Unexpected news


 A friend asked me the other day how close I was to “losing it”. I had to think long and hard before coming up with a visual that accurately described where I’m at. But here it is. Have you ever seen a kid with an extremely loose tooth...to the point that it’s dangling by a minuscule little strand from their gums? That’s how close. No anxiety meds, iced lattes, or meditation music would be able to soothe my raw and vulnerable emotions at this point. 


Decembers are always difficult….for everyone. The impending winter break leaves children at school wound up with excitement, teachers are overwhelmed and often feel incredibly under appreciated, and holidays bring financial and travel stresses. This holiday, however,  I haven’t done much thinking about anything beyond Bridget’s needs. It seems like no matter where I turn, another issue is on the horizon. I sometimes worry that I don’t put enough attention on my other two children, my husband, or even myself.


Over Thanksgiving break, we set up an appointment with Bridget’s gastroenterologist to discuss moving forward with a gtube. Michael ended up taking Bridget to an assessment where they have her drink a beverage with Barium in it (similar to the swallow study she had done before). This test was to make sure her stomach is in the correct location for the gtube to be inserted. Following the test, Michael spent time with the surgeon that would be doing her surgery going over fine details.


We took time to process all of the information, the pros and the cons, and ended up setting up the procedure for the middle of February (as December and January are incredibly busy months for us). The surgery will require us to stay overnight with Bridget in the hospital to learn the proper techniques to keep infections at bay and learn about how to feed her correctly with her new ‘gear’. I can say that I honestly already have a massive knot in my stomach…and the procedure is 2 months away.


With that all of that said and done…I thought it would be smooth sailing until then. Hard no. I got a call straight from Bridget’s G.I. doctor at Blank. Now I don’t know about you, but it is a rare occasion for us to actually speak to a doctor on the phone with their crazy demanding schedules. So naturally I was immediately on high alert. It turns out that the scan they did to observe Bridget’s stomach yielded some other information. 
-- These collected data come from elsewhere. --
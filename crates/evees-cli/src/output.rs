//! Output layer shared by every command: pretty for humans, plain text for
//! pipes, stable JSON for machines.
//!
//! The mode comes from [`evees_core::config::resolve_config`]: `--json`, then
//! the `FORMAT` env var, then the user config, then pretty on a TTY.

use serde::Serialize;
use std::io::{self, Write};

use evees_core::EveesError;

/// Shared width for pretty separators.
pub const PRETTY_RULE_WIDTH: usize = 72;

pub fn pretty_rule(w: &mut dyn Write) -> io::Result<()> {
    writeln!(w, "{:-<width$}", "", width = PRETTY_RULE_WIDTH)
}

/// Write a section heading followed by a separator.
pub fn pretty_section(w: &mut dyn Write, heading: &str) -> io::Result<()> {
    writeln!(w, "{heading}")?;
    pretty_rule(w)
}

/// Left-aligned key/value line.
pub fn pretty_kv(w: &mut dyn Write, key: &str, value: impl AsRef<str>) -> io::Result<()> {
    writeln!(w, "{:<12} {}", format!("{key}:"), value.as_ref())
}

#[derive(Debug, Clone, Copy, PartialEq, Eq)]
pub enum OutputMode {
    Pretty,
    Text,
    Json,
}

impl OutputMode {
    /// Map a resolved mode name; anything unknown is plain text.
    pub fn from_resolved(raw: &str) -> Self {
        match raw {
            "pretty" => Self::Pretty,
            "json" => Self::Json,
            _ => Self::Text,
        }
    }

    pub const fn is_json(self) -> bool {
        matches!(self, Self::Json)
    }
}

/// Render a serializable value with explicit text and pretty renderers.
pub fn render_mode<T: Serialize>(
    mode: OutputMode,
    value: &T,
    text_fn: impl FnOnce(&T, &mut dyn Write) -> io::Result<()>,
    pretty_fn: impl FnOnce(&T, &mut dyn Write) -> io::Result<()>,
) -> anyhow::Result<()> {
    let stdout = io::stdout();
    let mut out = stdout.lock();
    match mode {
        OutputMode::Json => {
            serde_json::to_writer_pretty(&mut out, value)?;
            writeln!(out)?;
        }
        OutputMode::Text => text_fn(value, &mut out)?,
        OutputMode::Pretty => pretty_fn(value, &mut out)?,
    }
    Ok(())
}

/// Same rendering for text and pretty.
pub fn render<T: Serialize>(
    mode: OutputMode,
    value: &T,
    human_fn: impl Fn(&T, &mut dyn Write) -> io::Result<()>,
) -> anyhow::Result<()> {
    render_mode(mode, value, &human_fn, &human_fn)
}

/// A structured error with an optional hint and code.
#[derive(Debug, Serialize)]
pub struct CliError {
    pub message: String,
    #[serde(skip_serializing_if = "Option::is_none")]
    pub suggestion: Option<String>,
    #[serde(skip_serializing_if = "Option::is_none")]
    pub error_code: Option<String>,
}

impl CliError {
    pub fn new(message: impl Into<String>) -> Self {
        Self {
            message: message.into(),
            suggestion: None,
            error_code: None,
        }
    }
}

impl From<&EveesError> for CliError {
    fn from(err: &EveesError) -> Self {
        let code = err.code();
        Self {
            message: err.to_string(),
            suggestion: code.hint().map(str::to_string),
            error_code: Some(code.code().to_string()),
        }
    }
}

impl From<&anyhow::Error> for CliError {
    fn from(err: &anyhow::Error) -> Self {
        err.chain()
            .find_map(|cause| cause.downcast_ref::<EveesError>())
            .map_or_else(|| Self::new(format!("{err:#}")), Self::from)
    }
}

/// Render an error to stderr.
pub fn render_error(mode: OutputMode, error: &CliError) -> anyhow::Result<()> {
    let stderr = io::stderr();
    let mut out = stderr.lock();
    match mode {
        OutputMode::Json => {
            serde_json::to_writer_pretty(&mut out, &serde_json::json!({ "error": error }))?;
            writeln!(out)?;
        }
        OutputMode::Pretty | OutputMode::Text => {
            writeln!(out, "error: {}", error.message)?;
            if let Some(ref suggestion) = error.suggestion {
                writeln!(out, "  suggestion: {suggestion}")?;
            }
        }
    }
    Ok(())
}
Bridget is like a human puzzle. It seems like once we have one thing figured out, another situation pops up. Well, one of her problems lately has been her mobility. She has spent more and more time in her stroller chair due to increasing falls. It’s hard to tell what causes the falls at times. Could they be her small absence seizures, did her brain forget to remind her foot to move, did she legitimately trip on something? Well the scan showed that her hips are not displaying the way that they should.


The top of her femur is curved and should fit correctly into the curved part of her pelvis…however the curved part, has degenerated (as is expected with Sanfilippo…her body is literally falling apart from the inside out) unable to properly support her leg bones. I quickly reached out to a Sanfilippo mom friend who explained that this is part of Sanfilippo degeneration known as hip dysplasia. Essentially she is ‘bone on bone in her hip sockets’. I cannot even imagine the pain that she endures day in and day out…yet she remains a trooper. I got her in to get an x-ray today and they confirmed the diagnosis and they will be expediting an appointment to meet with the bone doctor.  At this point I truly thought Bridget wouldn’t have to encounter yet another specialist to add to her ever growing resume…but here we are. 


The difficulty with hip dysplasia is that her bones will continue to weaken, and in all reality, most children with this syndrome would not move forward with such an invasive surgery that requires such a long recovery time. I’m just stunned.


I am so thankful for the team that we have that pays such close attention to their work with Bridget. I know that they go above and beyond to take care of her each day. Sometimes I feel like I ask for their assistance much more than I should. They have been ears to listen to us, shoulders to cry on, and hands to hold. We had her annual IEP meeting this afternoon,  and it is humbling to cry amongst a table of 10+ people while updating them on our most recent findings. Yet so uplifting to have them also shed a tear alongside you because they care about your child just as much as you do. 


I feel like my mind regularly consists of spiderwebs of concerns, questions, and what if’s. This Christmas, my goal and only wish, is for our little family to enjoy time together, and for Bridget to feel loved and in as little pain as possible. 


Thank you to everyone for checking up on us, and keeping us in your thoughts and prayers. It’s been a difficult season in the Barta household.